Risk Everything was an advertisement campaign created for American sports apparel company Nike by the American advertising agency Wieden+Kennedy. The advertisement campaign, spanning radio, television, out-of-home, online advertising and print media, was specially made for the 2014 FIFA World Cup and starring well-known football players from national teams and clubs. This campaign emphasizes the mantra of "risk everything" – taking every dangerous life-or-death chance to succeed and outshine your rivals.

==Concept==
The campaign, created by ad agency Wieden+Kennedy, emphasizes risk-taking and what it takes to carry on a nation's hopes. The ads show players feeling the heat from intense neck-to-neck competition, fighting for glory and victory who suddenly arrive at a turning point in the football world – or match – and take a risk: giving an amateur the opportunity for a penalty kick or challenging perfect gameplay.

==Television==
Nike released three television advertisements in the Risk Everything series across the United States, the United Kingdom and other European countries: Risk Everything, Winner Stays, and The Last Game

===Risk Everything===

Starring Portuguese footballer Cristiano Ronaldo, Brazil's Neymar and England's Wayne Rooney, the advertisement focuses on the pressure superstar players face when playing for their country in the FIFA World Cup. Ronaldo is surrounded by his fans – and advertisements depicting him – everywhere and Portugal's hopes seem to be riding on Ronaldo. Rooney, on the other hand, faces skepticism everywhere he goes and Neymar, who is wearing Brazil's prestigious number 10 shirt, is trying to live up to his country's football fanaticism, the legend of the players who wore the number 10 for Brazil and World Cup aspirations. The ad ends the three players walking with their team to the pitch, preparing themselves for the onslaught and the tagline "Pressure shapes Legends".

===Winner Stays===

A group of friends agree to a pick-up football match in a park, with the winning team getting to stay on the field. The players pretend to be (and transform into) players such as Cristiano Ronaldo, Neymar, Wayne Rooney, Zlatan Ibrahimović, David Luiz, Andrea Pirlo, Thibaut Courtois, Gonzalo Higuaín, Eden Hazard, Gerard Piqué, Andrés Iniesta, Mario Götze, Thiago Silva, Frank Ribery and Tim Howard. The ad features cameos by Irina Shayk, Kobe Bryant, Jon Jones, Anderson Silva, Rick Baster and the Incredible Hulk. As the match nears the end with a 2–2 tie and a "next goal wins" scenario, a young boy takes the ball off Ronaldo, and with immense pressure upon him from people across the globe watching the match, scores the penalty by doing a panenka and wins the game for his team.

===The Last Game===

An animated feature created in collaboration with Passion Pictures, the ad shows the Scientist, promoter of "Perfect Inc.", giving a presentation on how football players are reckless in their game play and "take too many risks". He unveils clones, which are programmed for perfect, no-risk-taken football and focus on efficiency, accuracy, and risk mitigation by guaranteed results. The world of football (and sports) suffers from these clones, as they defeat the real players, put them out of business, and drive sports to near-extinction.

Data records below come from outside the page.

//! HTTP route handlers.

use axum::body::Bytes;
use axum::{
    Json, Router,
    extract::State,
    http::StatusCode,
    response::IntoResponse,
    routing::{get, post},
};
use tracing::{debug, error, warn};

use crate::enrich::{EnrichError, EnrichRequest, EnrichResponse};
use crate::geocode::Geocoder;
use crate::routing::RoadRouter;

use super::dto::*;
use super::state::AppState;

/// Create the application router.
pub fn create_router<G, R>(state: AppState<G, R>) -> Router
where
    G: Geocoder + 'static,
    R: RoadRouter + 'static,
{
    Router::new()
        .route("/health", get(health))
        .route("/routes/enrich", post(enrich_routes::<G, R>))
        .route("/cache/stats", get(cache_stats::<G, R>))
        .with_state(state)
}

/// Health check endpoint.
async fn health() -> &'static str {
    "ok"
}

/// Enrich a batch of shipment rows.
async fn enrich_routes<G: Geocoder, R: RoadRouter>(
    State(state): State<AppState<G, R>>,
    body: Bytes,
) -> Result<Json<EnrichResponse>, AppError> {
    // Parse JSON manually so we can log the body on failure
    let req: EnrichRequest = serde_json::from_slice(&body).map_err(|e| {
        debug!(body = %String::from_utf8_lossy(&body), "unparseable enrich request");
        AppError::BadRequest {
            message: format!("Invalid JSON: {e}"),
        }
    })?;

    let response = state.enricher.enrich(&req).await?;
    Ok(Json(response))
}

/// Entry counts for the hub and response caches.
async fn cache_stats<G: Geocoder, R: RoadRouter>(
    State(state): State<AppState<G, R>>,
) -> Json<CacheStatsResponse> {
    Json(state.enricher.cache_stats().await.into())
}

/// Application error type.
#[derive(Debug)]
pub enum AppError {
    BadRequest { message: String },
    Internal { message: String },
}

impl From<EnrichError> for AppError {
    fn from(e: EnrichError) -> Self {
        match e {
            EnrichError::TooManyRows { .. } | EnrichError::InvalidRequest { .. } => {
                AppError::BadRequest {
                    message: e.to_string(),
                }
            }
            EnrichError::Serialize(_) => AppError::Internal {
                message: e.to_string(),
            },
        }
    }
}

impl IntoResponse for AppError {
    fn into_response(self) -> axum::response::Response {
        let (status, message) = match self {
            AppError::BadRequest { message } => (StatusCode::BAD_REQUEST, message),
            AppError::Internal { message } => (StatusCode::INTERNAL_SERVER_ERROR, message),
        };

        if status.is_server_error() {
            error!(%status, %message, "request failed");
        } else {
            warn!(%status, %message, "request rejected");
        }

        let body = Json(ErrorResponse { error: message });
        (status, body).into_response()
    }
}

#[cfg(test)]
mod tests {
    use std::net::SocketAddr;

    use serde_json::{Value, json};

    use super::*;
    use crate::enrich::EnrichConfig;
    use crate::testing::{MockGeocoder, MockRouter};

    async fn serve(config: EnrichConfig) -> SocketAddr {
        let state = AppState::new(MockGeocoder::new(), MockRouter::new(), config);
        let listener = tokio::net::TcpListener::bind("127.0.0.1:0").await.unwrap();
        let addr = listener.local_addr().unwrap();
        tokio::spawn(async move {
            axum::serve(listener, create_router(state)).await.unwrap();
        });
        addr
    }

    #[tokio::test]
    async fn health_says_ok() {
        let addr = serve(EnrichConfig::default()).await;
        let body = reqwest::get(format!("http://{addr}/health"))
            .await
            .unwrap()
            .text()
            .await
            .unwrap();
        assert_eq!(body, "ok");
    }

    #[tokio::test]
    async fn enrich_round_trip_and_stats() {
        let addr = serve(EnrichConfig::default()).await;
        let client = reqwest::Client::new();
        let request = json!({
            "rows": [{ "origin": "Hamburg", "destination": "Rotterdam", "mode": "Truck" }]
        });

        let resp = client
            .post(format!("http://{addr}/routes/enrich"))
            .json(&request)
            .send()
            .await
            .unwrap();
        assert_eq!(resp.status(), reqwest::StatusCode::OK);
        let body: Value = resp.json().await.unwrap();
        assert_eq!(body["summary"]["totalRows"], 1);
        assert_eq!(body["summary"]["cacheHit"], false);
        assert_eq!(body["summary"]["modeBreakdown"]["road"], 1);
        assert_eq!(body["rows"][0]["mode_of_transport"], "road");

        let again: Value = client
            .post(format!("http://{addr}/routes/enrich"))
            .json(&request)
            .send()
            .await
            .unwrap()
            .json()
            .await
            .unwrap();
        assert_eq!(again["summary"]["cacheHit"], true);

        let stats: Value = reqwest::get(format!("http://{addr}/cache/stats"))
            .await
            .unwrap()
            .json()
            .await
            .unwrap();
        assert_eq!(stats["responseEntries"], 1);
        assert_eq!(stats["hubEntries"], 2);
    }

    #[tokio::test]
    async fn malformed_json_is_bad_request() {
        let addr = serve(EnrichConfig::default()).await;
        let resp = reqwest::Client::new()
            .post(format!("http://{addr}/routes/enrich"))
            .body("{\"rows\": 12")
            .send()
            .await
            .unwrap();
        assert_eq!(resp.status(), reqwest::StatusCode::BAD_REQUEST);
        let body: Value = resp.json().await.unwrap();
        assert!(body["error"].as_str().unwrap().starts_with("Invalid JSON"));
    }

    #[tokio::test]
    async fn oversized_request_is_bad_request() {
        let addr = serve(EnrichConfig::default().with_max_rows(1)).await;
        let resp = reqwest::Client::new()
            .post(format!("http://{addr}/routes/enrich"))
            .json(&json!({ "rows": [{ "origin": "Paris" }, { "origin": "Lyon" }] }))
            .send()
            .await
            .unwrap();
        assert_eq!(resp.status(), reqwest::StatusCode::BAD_REQUEST);
    }

    #[test]
    fn error_mapping() {
        let bad: AppError = EnrichError::TooManyRows { rows: 9, max: 1 }.into();
        assert!(matches!(bad, AppError::BadRequest { .. }));
        let response = bad.into_response();
        assert_eq!(response.status(), StatusCode::BAD_REQUEST);
    }
}
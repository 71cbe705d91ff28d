//! Built-in gazetteer of airports, seaports and cities.
//!
//! A small curated table that resolves the common trade hubs without a
//! network round trip. Anything it misses goes to the geocoder.

mod data;

use std::cmp::Ordering;

use crate::domain::{Coord, HubType, ResolveMode};

/// A hub from the static tables.
#[derive(Debug, Clone, Copy, PartialEq)]
pub struct StaticHub {
    pub name: &'static str,
    pub aliases: &'static [&'static str],
    pub lon: f64,
    pub lat: f64,
}

impl StaticHub {
    /// The hub's coordinate, or `None` if the table entry is out of range.
    pub fn coord(&self) -> Option<Coord> {
        Coord::new(self.lon, self.lat).ok()
    }

    /// Name followed by aliases.
    pub fn labels(&self) -> impl Iterator<Item = &'static str> {
        std::iter::once(self.name).chain(self.aliases.iter().copied())
    }
}

/// Hubs searched for a resolution class: airports, seaports or cities.
pub fn hubs(mode: ResolveMode) -> &'static [StaticHub] {
    match mode {
        ResolveMode::Air => data::AIRPORTS,
        ResolveMode::Sea => data::SEAPORTS,
        ResolveMode::Land => data::CITIES,
    }
}

/// Hub type assigned to hubs resolved under `mode`.
pub fn hub_type(mode: ResolveMode) -> HubType {
    match mode {
        ResolveMode::Air => HubType::Airport,
        ResolveMode::Sea => HubType::Seaport,
        ResolveMode::Land => HubType::CityCenter,
    }
}

/// The static hub of class `mode` closest to `target`, with its distance in km.
pub fn nearest(mode: ResolveMode, target: &Coord) -> Option<(&'static StaticHub, Coord, f64)> {
    hubs(mode)
        .iter()
        .filter_map(|h| h.coord().map(|c| (h, c, c.distance_km(target))))
        .min_by(|a, b| a.2.partial_cmp(&b.2).unwrap_or(Ordering::Equal))
}

#[cfg(test)]
mod tests {
    use super::*;
    use crate::domain::normalize_text;

    #[test]
    fn all_table_coordinates_are_valid() {
        for mode in [ResolveMode::Air, ResolveMode::Sea, ResolveMode::Land] {
            for hub in hubs(mode) {
                assert!(hub.coord().is_some(), "{} has a bad coordinate", hub.name);
            }
        }
    }

    #[test]
    fn aliases_are_normalized() {
        // Matching compares normalized text; aliases should already be in
        // that form so they read the same in the table and at runtime.
        for mode in [ResolveMode::Air, ResolveMode::Sea, ResolveMode::Land] {
            for hub in hubs(mode) {
                for alias in hub.aliases {
                    assert_eq!(&normalize_text(alias), alias, "alias of {}", hub.name);
                }
            }
        }
    }

    #[test]
    fn nearest_seaport_to_los_angeles() {
        let downtown = Coord::new(-118.24, 34.05).unwrap();
        let (hub, _, km) = nearest(ResolveMode::Sea, &downtown).unwrap();
        // San Pedro Bay: Long Beach edges out Los Angeles from downtown.
        assert_eq!(hub.name, "Port of Long Beach");
        assert!(km < 50.0);
    }

    #[test]
    fn nearest_airport_to_tokyo() {
        let tokyo = Coord::new(139.69, 35.69).unwrap();
        let (hub, _, _) = nearest(ResolveMode::Air, &tokyo).unwrap();
        assert_eq!(hub.name, "Tokyo Haneda Airport");
    }

    #[test]
    fn hub_types_follow_mode() {
        assert_eq!(hub_type(ResolveMode::Air), HubType::Airport);
        assert_eq!(hub_type(ResolveMode::Sea), HubType::Seaport);
        assert_eq!(hub_type(ResolveMode::Land), HubType::CityCenter);
    }
}
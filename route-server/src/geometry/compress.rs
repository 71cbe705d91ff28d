//! Point-count reduction for route geometry.

use crate::domain::Coord;

/// Smallest budget honoured; both endpoints are always kept.
const MIN_POINTS: usize = 2;

/// Reduce `points` to at most `max_points` by uniform stride sampling.
///
/// The first and last points are always kept. Interior points are taken
/// every `ceil((n - 2) / (max - 2))` indices starting from the second point.
/// Inputs already within budget are returned unchanged, which makes the
/// operation idempotent.
pub fn compress(points: &[Coord], max_points: usize) -> Vec<Coord> {
    let max_points = max_points.max(MIN_POINTS);
    let n = points.len();
    if n <= max_points {
        return points.to_vec();
    }

    let mut out = Vec::with_capacity(max_points);
    out.push(points[0]);
    let interior_budget = max_points - 2;
    if interior_budget > 0 {
        let stride = (n - 2).div_ceil(interior_budget);
        out.extend(points[1..n - 1].iter().step_by(stride).copied());
    }
    out.push(points[n - 1]);
    out
}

Retired Brazilian football legend Ronaldo, who is saddened by this state of football, watches a young boy practicing football tricks all alone and an interview of the Scientist, in which he expresses little regard for the players forced out of the game by the clones, which fires him up and embarks on a mission to save football. He rescues the now-forgotten players: Zlatan Ibrahimović, trying to sell copies of his autobiography I Am Zlatan Ibrahimović; Cristiano Ronaldo, who now works as a mannequin in "Sport-U-Gal" sports equipment store; Andrés Iniesta, now a farmer; Neymar and David Luiz, barbers at a beauty salon, trimming the hair of their clones; and Wayne Rooney, a fisherman. Along with Franck Ribéry and Tim Howard who were rescued off-screen, their spirits are raised by Ronaldo, who motivates them by showing them glimpses of their former glory and the death football is facing. The Players question if it is possible to defeat the clones, and Ronaldo declares it is possible due to their risk taking skills. The Players challenge the clones to a football match; the team with the first goal wins, and the losers quit football forever.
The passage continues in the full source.